No quiso preguntar sobre el adelgazamiento ni sobre las abejas en los pulmones, porque se dio cuenta que el otro tampoco sabía nada y sería una pérdida de tiempo. Y entonces cerró los ojos y repitió:

-No puedo dormir, no tengo hambre, no le siento el gusto a la comida.

-Sí, yo sé. Pero quiero que entienda que estamos en presencia de algo desconocido. No fue detectado ni tiene nombre, no sabemos de dónde viene ni para dónde lo lleva. Simplemente, no sabemos.

Lo miró, y después miró el recipiente vacío del remedio sobre la mesa de vidrio, donde también se reflejaban la nube del cigarro y los lentes del médico.

-¿Y este remedio? ¿Qué hago con él?

-Siga tomándolo.

-Hace más de un mes que lo tomo y no parece estar haciéndome ningún efecto.

-Nunca se sabe en qué momento puede empezar a actuar. Y además siempre es mejor que nada. Le voy a dar una receta para el próximo mes -y se inclinó sobre el recetario. -Lamentablemente, tiene que tener paciencia.

-Paciencia tengo. Lo que no sé es cuánto tiempo me queda.

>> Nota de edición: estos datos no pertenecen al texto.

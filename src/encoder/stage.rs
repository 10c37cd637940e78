use burn::{module::Ignored, prelude::*};

use crate::{
    checkpoint::{child, ParameterShapes},
    error::ConfigurationError,
    layer::{DoubleConv, DoubleConvConfig, LayerOrder},
    sampling::{pool3d, pooled_size, PoolKind},
};

/// Downsampling applied at the start of an encoder stage.
#[derive(Debug, Clone, Copy, PartialEq, Eq, serde::Serialize, serde::Deserialize)]
pub struct Pooling {
    pub kind: PoolKind,
    pub kernel: [usize; 3],
    pub padding: usize,
}

impl Pooling {
    pub fn new(kind: PoolKind, kernel: [usize; 3], padding: usize) -> Result<Self, ConfigurationError> {
        if kernel.contains(&0) {
            return Err(ConfigurationError::Zero { what: "pool kernel" });
        }
        if kernel.iter().any(|k| 2 * padding > *k) {
            return Err(ConfigurationError::PoolPadding { kernel, padding });
        }
        Ok(Self {
            kind,
            kernel,
            padding,
        })
    }

    pub fn forward<B: Backend>(&self, x: Tensor<B, 5>) -> Tensor<B, 5> {
        pool3d(x, self.kind, self.kernel, self.padding)
    }

    pub fn output_size(&self, dims: [usize; 3]) -> [usize; 3] {
        pooled_size(dims, self.kernel, self.padding)
    }
}

/// Optional pooling followed by a [`DoubleConv`]. The output is kept by the
/// caller as a skip connection.
#[derive(Module, Debug)]
pub struct EncoderStage<B: Backend> {
    pooling: Ignored<Option<Pooling>>,
    double_conv: DoubleConv<B>,
}

impl<B: Backend> EncoderStage<B> {
    pub fn forward(&self, x: Tensor<B, 5>) -> Tensor<B, 5> {
        let x = match self.pooling.0 {
            Some(pooling) => pooling.forward(x),
            None => x,
        };
        self.double_conv.forward(x)
    }

    pub fn pooling(&self) -> Option<Pooling> {
        self.pooling.0
    }

    pub fn block(&self) -> &DoubleConv<B> {
        &self.double_conv
    }

    pub fn in_channels(&self) -> usize {
        self.double_conv.in_channels()
    }

    pub fn out_channels(&self) -> usize {
        self.double_conv.out_channels()
    }
}

impl<B: Backend> ParameterShapes for EncoderStage<B> {
    fn parameter_shapes(&self, prefix: &str, out: &mut Vec<(String, Vec<usize>)>) {
        self.double_conv
            .parameter_shapes(&child(prefix, "double_conv"), out);
    }
}

#[derive(Config, Debug)]
pub struct EncoderStageConfig {
    in_channels: usize,
    out_channels: usize,
    order: LayerOrder,
    num_groups: usize,
    pooling: Option<Pooling>,
}

impl EncoderStageConfig {
    pub fn init<B: Backend>(&self, device: &B::Device) -> Result<EncoderStage<B>, ConfigurationError> {
        let block = DoubleConvConfig::new(
            self.in_channels,
            self.out_channels,
            self.order.clone(),
            self.num_groups,
        );
        tracing::debug!(plan = ?block.plan(), pooling = ?self.pooling, "encoder stage");

        Ok(EncoderStage {
            pooling: Ignored(self.pooling),
            double_conv: block.init(device)?,
        })
    }
}
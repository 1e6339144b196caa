use std::{
    fmt::{Debug, Display},
    sync::Arc,
};

use crate::{Labelable, Located};

mod context;
mod contextual;
mod wrapped;

pub use context::*;
pub use contextual::*;
pub use wrapped::wrap;
pub(crate) use wrapped::WrappedErrors;

pub(crate) type DynError = dyn std::error::Error + Send + Sync + 'static;

/// An error value: either an opaque error from anywhere in the ecosystem, or a value
/// that participates in the wrapping/labelling protocol through [`Cause`].
///
/// Cloning is cheap and shares the underlying allocation. Two handles are identical
/// (see [`Error::ptr_eq`]) exactly when one was cloned from the other.
#[derive(Clone)]
pub struct Error {
    repr: Repr,
}

#[derive(Clone)]
enum Repr {
    Opaque(Arc<DynError>),
    Aware(Arc<dyn Cause>),
}

/// The protocol an error type implements to be wrapped, labelled or located.
///
/// Every capability is optional, the provided methods report it as absent. A type opts
/// into a capability by returning `Some(self)` from the matching accessor.
pub trait Cause: AsDynError + std::error::Error + Send + Sync + 'static {
    /// One level of the cause chain.
    fn unwrap_cause(&self) -> Option<Error> {
        None
    }

    /// Whether this error considers itself to be `target`, beyond plain identity.
    fn is(&self, target: &Error) -> bool {
        let _ = target;
        false
    }

    fn as_wrappable(&self) -> Option<&dyn Wrappable> {
        None
    }

    fn as_labelable(&self) -> Option<&dyn Labelable> {
        None
    }

    fn as_located(&self) -> Option<&dyn Located> {
        None
    }
}

/// Errors that can hold further errors as their causes.
pub trait Wrappable {
    /// Returns a new error with `causes` appended to the ones already held.
    fn wrap(&self, causes: Vec<Error>) -> Error;
}

#[doc(hidden)]
pub trait AsDynError {
    fn as_dyn_error(&self) -> &(dyn std::error::Error + Send + Sync + 'static);
}

impl<T: std::error::Error + Send + Sync + 'static> AsDynError for T {
    fn as_dyn_error(&self) -> &(dyn std::error::Error + Send + Sync + 'static) {
        self
    }
}

impl Error {
    /// Turns any error into an [`Error`]. Values that already are an [`Error`] or a
    /// [`ContextualError`] keep their identity and capabilities.
    pub fn new<E: std::error::Error + Send + Sync + 'static>(error: E) -> Self {
        let error: Box<DynError> = Box::new(error);
        match error.downcast::<Error>() {
            Ok(error) => *error,
            Err(error) => match error.downcast::<ContextualError>() {
                Ok(error) => Self::from_cause(*error),
                Err(error) => Self {
                    repr: Repr::Opaque(Arc::from(error)),
                },
            },
        }
    }

    pub fn from_cause<C: Cause>(cause: C) -> Self {
        Self {
            repr: Repr::Aware(Arc::new(cause)),
        }
    }

    /// A plain error that only carries a message.
    pub fn msg<T: Display + Send + Sync + 'static>(message: T) -> Self {
        Self {
            repr: Repr::Opaque(Arc::new(DisplayData(message))),
        }
    }

    /// Identity comparison: true if both handles point at the same error value.
    pub fn ptr_eq(&self, other: &Self) -> bool {
        match (&self.repr, &other.repr) {
            (Repr::Opaque(a), Repr::Opaque(b)) => {
                Arc::as_ptr(a) as *const () == Arc::as_ptr(b) as *const ()
            }
            (Repr::Aware(a), Repr::Aware(b)) => {
                Arc::as_ptr(a) as *const () == Arc::as_ptr(b) as *const ()
            }
            _ => false,
        }
    }

    /// The protocol view of this error, `None` for opaque errors.
    pub fn as_cause(&self) -> Option<&dyn Cause> {
        match &self.repr {
            Repr::Opaque(_) => None,
            Repr::Aware(cause) => Some(&**cause),
        }
    }

    pub fn downcast_ref<T: std::error::Error + 'static>(&self) -> Option<&T> {
        match &self.repr {
            Repr::Opaque(error) => error.downcast_ref(),
            Repr::Aware(cause) => (**cause).as_dyn_error().downcast_ref(),
        }
    }

    pub fn unwrap_cause(&self) -> Option<Error> {
        self.as_cause().and_then(Cause::unwrap_cause)
    }

    pub fn is(&self, target: &Error) -> bool {
        is(self, target)
    }

    /// The error itself followed by every step of unwrapping it.
    pub fn chain(&self) -> Chain {
        Chain(Some(self.clone()))
    }

    fn inner(&self) -> &DynError {
        match &self.repr {
            Repr::Opaque(error) => &**error,
            Repr::Aware(cause) => (**cause).as_dyn_error(),
        }
    }
}

pub struct Chain(Option<Error>);

impl Iterator for Chain {
    type Item = Error;

    fn next(&mut self) -> Option<Self::Item> {
        let next = self.0.take()?;
        self.0 = next.unwrap_cause();
        Some(next)
    }
}

/// Walks `err` and its causes, reporting whether any of them is `target`, either by
/// identity or because the error's own [`Cause::is`] says so.
pub fn is(err: &Error, target: &Error) -> bool {
    err.chain().any(|link| {
        link.ptr_eq(target) || link.as_cause().is_some_and(|cause| cause.is(target))
    })
}

/// Unwraps one level of `err`. Opaque errors have nothing to unwrap.
pub fn unwrap(err: &Error) -> Option<Error> {
    err.unwrap_cause()
}

/// The first error in the chain of `err` that is a `T`.
pub fn as_type<T: std::error::Error + Clone + 'static>(err: &Error) -> Option<T> {
    err.chain().find_map(|link| link.downcast_ref::<T>().cloned())
}

/// A plain error holding just `message`.
pub fn string(message: impl Into<String>) -> Error {
    Error::msg(message.into())
}

/// Iterates over `err` and everything it wraps.
pub fn chain(err: &Error) -> Chain {
    err.chain()
}

struct DisplayData<T: ?Sized>(T);

impl<T: Display + ?Sized> std::error::Error for DisplayData<T> {}

impl<T: Display + ?Sized> Display for DisplayData<T> {
    fn fmt(&self, f: &mut std::fmt::Formatter<'_>) -> std::fmt::Result {
        self.0.fmt(f)
    }
}

impl<T: Display + ?Sized> Debug for DisplayData<T> {
    fn fmt(&self, f: &mut std::fmt::Formatter<'_>) -> std::fmt::Result {
        self.0.fmt(f)
    }
}

impl std::error::Error for Error {
    fn source(&self) -> Option<&(dyn std::error::Error + 'static)> {
        self.inner().source()
    }
}

impl Display for Error {
    fn fmt(&self, f: &mut std::fmt::Formatter<'_>) -> std::fmt::Result {
        Display::fmt(self.inner(), f)
    }
}

impl Debug for Error {
    fn fmt(&self, f: &mut std::fmt::Formatter<'_>) -> std::fmt::Result {
        f.write_str(&crate::detailed_error(self))
    }
}

impl From<ContextualError> for Error {
    fn from(value: ContextualError) -> Self {
        Self::from_cause(value)
    }
}

impl From<anyhow::Error> for Error {
    fn from(value: anyhow::Error) -> Self {
        let error: Box<DynError> = value.into();
        Self {
            repr: Repr::Opaque(Arc::from(error)),
        }
    }
}

impl From<color_eyre::Report> for Error {
    fn from(value: color_eyre::Report) -> Self {
        let error: Box<DynError> = value.into();
        Self {
            repr: Repr::Opaque(Arc::from(error)),
        }
    }
}

impl From<std::io::Error> for Error {
    fn from(value: std::io::Error) -> Self {
        Self::new(value)
    }
}

impl From<String> for Error {
    fn from(value: String) -> Self {
        string(value)
    }
}

impl From<&str> for Error {
    fn from(value: &str) -> Self {
        string(value)
    }
}
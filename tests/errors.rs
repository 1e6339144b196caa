use errwrap::{
    as_type, chain, detailed_error, file_and_line, is, labeled_by, labeled_by_any, labels, string,
    unwrap, with, wrap, Cause, ContextualError, Error, Labelable, Located, Location,
};

#[test]
fn wrapping_nothing_unwraps_to_nothing() {
    let err: Error = ContextualError::new("custom error").into();
    assert!(unwrap(&err).is_none());
}

#[test]
fn wrapping_one_error() {
    let raw = string("stdlib error");
    let custom = ContextualError::new("custom error");
    let wrapping = wrap(custom.clone().into(), [raw.clone()]);

    let wrapped = wrapping.downcast_ref::<ContextualError>().unwrap();
    assert!(custom.equivalent(wrapped));
    assert!(is(&wrapping, &raw));
    assert!(is(&wrapping, &custom.clone().into()));
    assert!(unwrap(&wrapping).unwrap().ptr_eq(&raw));
}

#[test]
fn wrapping_multiple_errors() {
    let raw1 = string("stdlib error 1");
    let raw2 = string("stdlib error 2");
    let custom = ContextualError::new("custom error");
    let wrapping = wrap(custom.clone().into(), [raw1.clone(), raw2.clone()]);

    assert!(custom.equivalent(wrapping.downcast_ref().unwrap()));
    assert_eq!(wrapping.to_string(), "custom error");
    assert!(is(&wrapping, &raw1));
    assert!(is(&wrapping, &raw2));
    assert!(is(&wrapping, &custom.into()));

    let unwrapped = unwrap(&wrapping).unwrap();
    assert!(unwrapped.downcast_ref::<ContextualError>().is_none());
    assert_eq!(unwrapped.to_string(), "stdlib error 1");
    assert!(is(&unwrapped, &raw1));
    assert!(is(&unwrapped, &raw2));
}

#[test]
fn wrap_without_causes_changes_nothing() {
    let err = ContextualError::new("custom error").with(["a"]);
    let same = err.clone().wrap(Vec::<Error>::new());
    assert!(err.equivalent(&same));
    assert_eq!(same.labels(), ["a"]);
    assert!(same.unwrap_cause().is_none());
}

#[test]
fn unwrapping_drains_causes_in_order() {
    let c1 = string("c1");
    let c2 = string("c2");
    let c3 = string("c3");
    let w = errwrap::new("root", [c1.clone(), c2.clone(), c3.clone()]);

    let first = unwrap(&w).unwrap();
    assert_eq!(first.to_string(), "c1");
    let second = unwrap(&first).unwrap();
    assert_eq!(second.to_string(), "c2");
    let third = unwrap(&second).unwrap();
    assert!(third.ptr_eq(&c3));
    assert!(unwrap(&third).is_none());
}

#[test]
fn chained_wraps_compose() {
    let location = Location::new("src/main.rs", 1, 1);
    let (c1, c2, c3) = (string("c1"), string("c2"), string("c3"));
    let root = ContextualError::at("root", location);

    let stepwise = root.clone().wrap([c1.clone()]).wrap([c2.clone(), c3.clone()]);
    let at_once = root.wrap([c1, c2, c3]);

    let stepwise: Vec<String> = chain(&stepwise.into()).map(|e| e.to_string()).collect();
    let at_once: Vec<String> = chain(&at_once.into()).map(|e| e.to_string()).collect();
    assert_eq!(stepwise, at_once);
    assert_eq!(at_once, ["root", "c1", "c2", "c3"]);
}

#[test]
fn labels_are_copied_not_shared() {
    let e = ContextualError::new("custom error");
    let e2 = e.clone().with(["a"]);
    let e3 = e2.clone().with(["b"]);
    assert!(e.labels().is_empty());
    assert_eq!(e2.labels(), ["a"]);
    assert_eq!(e3.labels(), ["a", "b"]);
}

#[test]
fn labels_keep_duplicates_and_order() {
    let err = with(ContextualError::new("x").into(), ["b", "a", "b"]);
    assert_eq!(labels(&err), ["b", "a", "b"]);
    assert!(labeled_by(&err, "a"));
    assert!(!labeled_by(&err, "c"));
    assert!(labeled_by_any(&err, ["c", "a"]));
    assert!(!labeled_by_any(&err, ["c", "d"]));
    assert!(!labeled_by_any(&err, Vec::<&str>::new()));
}

#[test]
fn plain_errors_have_neutral_defaults() {
    let raw = string("stdlib error");
    let labeled = with(raw.clone(), ["a"]);
    assert!(labeled.ptr_eq(&raw));
    assert!(labels(&raw).is_empty());
    assert!(!labeled_by(&raw, "a"));
    assert!(!labeled_by_any(&raw, ["a"]));
    assert_eq!(file_and_line(&raw), None);
}

#[test]
fn equivalent_errors_match() {
    let at = Location::new("src/db.rs", 12, 5);
    let a: Error = ContextualError::at("connection lost", at.clone()).into();
    let b: Error = ContextualError::at("connection lost", at.clone()).with(["x"]).into();
    let other_message: Error = ContextualError::at("timeout", at).into();
    let other_line: Error =
        ContextualError::at("connection lost", Location::new("src/db.rs", 13, 5)).into();
    let other_file: Error =
        ContextualError::at("connection lost", Location::new("src/net.rs", 12, 5)).into();

    assert!(is(&a, &b));
    assert!(!is(&a, &other_message));
    assert!(!is(&a, &other_line));
    assert!(!is(&a, &other_file));
}

#[test]
fn is_finds_contextual_errors_deep_in_the_chain() {
    let inner = ContextualError::at("inner", Location::new("a.rs", 1, 1));
    let outer = errwrap::new("outer", [string("first"), inner.clone().into()]);
    assert!(is(&outer, &inner.into()));
    assert!(!is(&outer, &string("first")));
}

#[test]
fn scenario_operation_failed() {
    let e1 = string("disk full");
    let e2 = string("retry failed");
    let root = ContextualError::new("operation X failed");
    let wrapped = wrap(root.into(), [e1.clone(), e2.clone()]);

    assert_eq!(wrapped.to_string(), "operation X failed");
    assert!(is(&wrapped, &e1));
    assert!(is(&wrapped, &e2));
    assert_eq!(unwrap(&wrapped).unwrap().to_string(), "disk full");
}

#[test]
fn detailed_error_reports_location_and_causes() {
    let line = line!() + 1;
    let err = errwrap::new("operation X failed", [string("disk full")]);
    assert_eq!(
        detailed_error(&err),
        format!("({}:{line}) operation X failed\nCaused by: disk full", file!())
    );
}

#[test]
fn as_type_finds_a_link() {
    let inner = ContextualError::at("inner", Location::new("a.rs", 1, 1));
    let err = wrap(string("outer"), [inner.into()]);
    let found: ContextualError = as_type(&err).unwrap();
    assert_eq!(found.message(), "inner");
    assert!(as_type::<ContextualError>(&string("plain")).is_none());
}

#[test]
fn source_chain_matches_unwrap() {
    let err = errwrap::new("root", [string("c1"), string("c2"), string("c3")]);
    let mut sources = vec![];
    let mut current: Option<&(dyn std::error::Error + 'static)> = Some(&err);
    while let Some(e) = current {
        sources.push(e.to_string());
        current = e.source();
    }
    assert_eq!(sources, ["root", "c1", "c2", "c3"]);
}

#[test]
fn converts_into_anyhow_and_eyre() {
    fn fails() -> errwrap::Result<()> {
        errwrap::bail!("kaboom {}", 42);
    }
    let report: anyhow::Error = fails().unwrap_err().into();
    assert_eq!(report.to_string(), "kaboom 42");
    let report: color_eyre::Report = fails().unwrap_err().into();
    assert_eq!(report.to_string(), "kaboom 42");

    let back = Error::from(anyhow::anyhow!("from anyhow"));
    assert_eq!(back.to_string(), "from anyhow");
}

#[test]
fn ensure_bails_when_false() {
    fn check(n: u32) -> errwrap::Result<u32> {
        errwrap::ensure!(n > 2, "{} is too small", n);
        Ok(n)
    }
    assert_eq!(check(3).unwrap(), 3);
    let err = check(1).unwrap_err();
    assert_eq!(err.to_string(), "1 is too small");
    assert_eq!(file_and_line(&err).unwrap().0, file!());
}

#[test]
fn format_err_is_plain() {
    let err = errwrap::format_err!("code {}", 7);
    assert_eq!(err.to_string(), "code 7");
    assert!(err.as_cause().is_none());
}

/// A third-party error joining the protocol without being a `ContextualError`.
#[derive(Debug)]
struct Tagged {
    tags: Vec<String>,
    at: Location,
}

impl std::fmt::Display for Tagged {
    fn fmt(&self, f: &mut std::fmt::Formatter<'_>) -> std::fmt::Result {
        write!(f, "tagged")
    }
}

impl std::error::Error for Tagged {}

impl Cause for Tagged {
    fn as_labelable(&self) -> Option<&dyn Labelable> {
        Some(self)
    }

    fn as_located(&self) -> Option<&dyn Located> {
        Some(self)
    }
}

impl Labelable for Tagged {
    fn with(&self, labels: Vec<String>) -> Error {
        let mut tags = self.tags.clone();
        tags.extend(labels);
        Error::from_cause(Tagged {
            tags,
            at: self.at.clone(),
        })
    }

    fn labels(&self) -> &[String] {
        &self.tags
    }
}

impl Located for Tagged {
    fn location(&self) -> Option<&Location> {
        Some(&self.at)
    }
}

#[test]
fn third_party_errors_opt_in() {
    let err = Error::from_cause(Tagged {
        tags: vec![],
        at: Location::new("lib.rs", 4, 2),
    });
    let labeled = with(err.clone(), ["net"]);
    assert!(labels(&err).is_empty());
    assert!(labeled_by(&labeled, "net"));
    assert_eq!(file_and_line(&labeled), Some(("lib.rs", 4)));

    let wrapped = wrap(err, [string("cause")]);
    assert_eq!(wrapped.to_string(), "tagged");
    assert_eq!(unwrap(&wrapped).unwrap().to_string(), "cause");
}
use std::{
    fmt::{Debug, Display},
    sync::OnceLock,
};

use crate::{Cause, Error, Wrappable};

/// Stands in for the first error it holds, and treats every error as if it were
/// wrapped by the one before it.
///
/// Only ever created by [`wrap`] and by unwrapping, never empty when created that way.
#[derive(Clone)]
pub(crate) struct WrappedErrors {
    errors: Vec<Error>,
    next: OnceLock<Option<Error>>,
}

/// Wraps `causes` in `err`.
///
/// Errors that know how to wrap (see [`Wrappable`]) do it themselves. Anything else is
/// put in front of `causes` in a new aggregate that acts like `err`.
pub fn wrap(err: Error, causes: impl IntoIterator<Item = Error>) -> Error {
    let causes: Vec<Error> = causes.into_iter().collect();
    if causes.is_empty() {
        return err;
    }
    if let Some(wrappable) = err.as_cause().and_then(Cause::as_wrappable) {
        return wrappable.wrap(causes);
    }
    let mut errors = Vec::with_capacity(causes.len() + 1);
    errors.push(err);
    errors.extend(causes);
    Error::from_cause(WrappedErrors::new(errors))
}

impl WrappedErrors {
    pub(crate) fn new(errors: Vec<Error>) -> Self {
        Self {
            errors,
            next: OnceLock::new(),
        }
    }

    /// The only error held, if there is exactly one.
    pub(crate) fn single(&self) -> Option<&Error> {
        match self.errors.as_slice() {
            [single] => Some(single),
            _ => None,
        }
    }

    fn head(&self) -> &Error {
        match self.errors.first() {
            Some(head) => head,
            None => panic!("wrapped errors undefined state: no wrapped errors"),
        }
    }

    /// The rest of the chain, computed once.
    ///
    /// The head's own causes come first; the siblings after it are only reached once
    /// the head has nothing left to unwrap.
    fn next(&self) -> Option<&Error> {
        self.next
            .get_or_init(|| match self.errors.as_slice() {
                [] => panic!("wrapped errors undefined state: no wrapped errors"),
                [single] => Some(single.clone()),
                [_, second] => Some(second.clone()),
                [head, rest @ ..] => {
                    let mut errors = Vec::with_capacity(self.errors.len());
                    if let Some(deeper) = head.unwrap_cause() {
                        errors.push(deeper);
                    }
                    errors.extend(rest.iter().cloned());
                    Some(Error::from_cause(WrappedErrors::new(errors)))
                }
            })
            .as_ref()
    }
}

impl Display for WrappedErrors {
    fn fmt(&self, f: &mut std::fmt::Formatter<'_>) -> std::fmt::Result {
        Display::fmt(self.head(), f)
    }
}

impl Debug for WrappedErrors {
    fn fmt(&self, f: &mut std::fmt::Formatter<'_>) -> std::fmt::Result {
        f.debug_list()
            .entries(self.errors.iter().map(ToString::to_string))
            .finish()
    }
}

impl std::error::Error for WrappedErrors {
    fn source(&self) -> Option<&(dyn std::error::Error + 'static)> {
        self.next().map(|e| e as &(dyn std::error::Error + 'static))
    }
}

impl Cause for WrappedErrors {
    fn unwrap_cause(&self) -> Option<Error> {
        self.next().cloned()
    }

    fn is(&self, target: &Error) -> bool {
        self.errors.iter().any(|e| crate::is(e, target))
    }

    fn as_wrappable(&self) -> Option<&dyn Wrappable> {
        Some(self)
    }
}

impl Wrappable for WrappedErrors {
    fn wrap(&self, causes: Vec<Error>) -> Error {
        let mut errors = self.errors.clone();
        errors.extend(causes);
        Error::from_cause(WrappedErrors::new(errors))
    }
}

El otro lo miró, y por primera vez levantó el brazo para apartar el humo de su cara. Y otra vez pudo detectarle la duda en los ojos, la ausencia desolada y vacía de cualquier forma de seguridad.

-No sé.

Salió caminando por la calle desierta, el viento arrastrando basura por el suelo, y fue en ese momento que los huesos helados perdieron toda esperanza. Todo y todos trabajaban para su destrucción, ahora creía entenderlo. Hasta el doctor, que sin saber las respuestas, acababa de lapidarlo con su ignorancia. Hasta aquella enfermera que nunca había visto antes y que dejó caer su remedio y lo miró desconsolada, sin saber qué decirle y él hasta le tuvo pena, teniéndose pena también, ahora lo sabía, porque se supo condenado. Y también sentía pena por su propia lejana memoria que lo había arrastrado hasta aquella ciudad por motivos fantasmales o tan débiles que ya no le importaban ni comprendía, recordándolos con una mezcla de rabia, asco e indiferencia.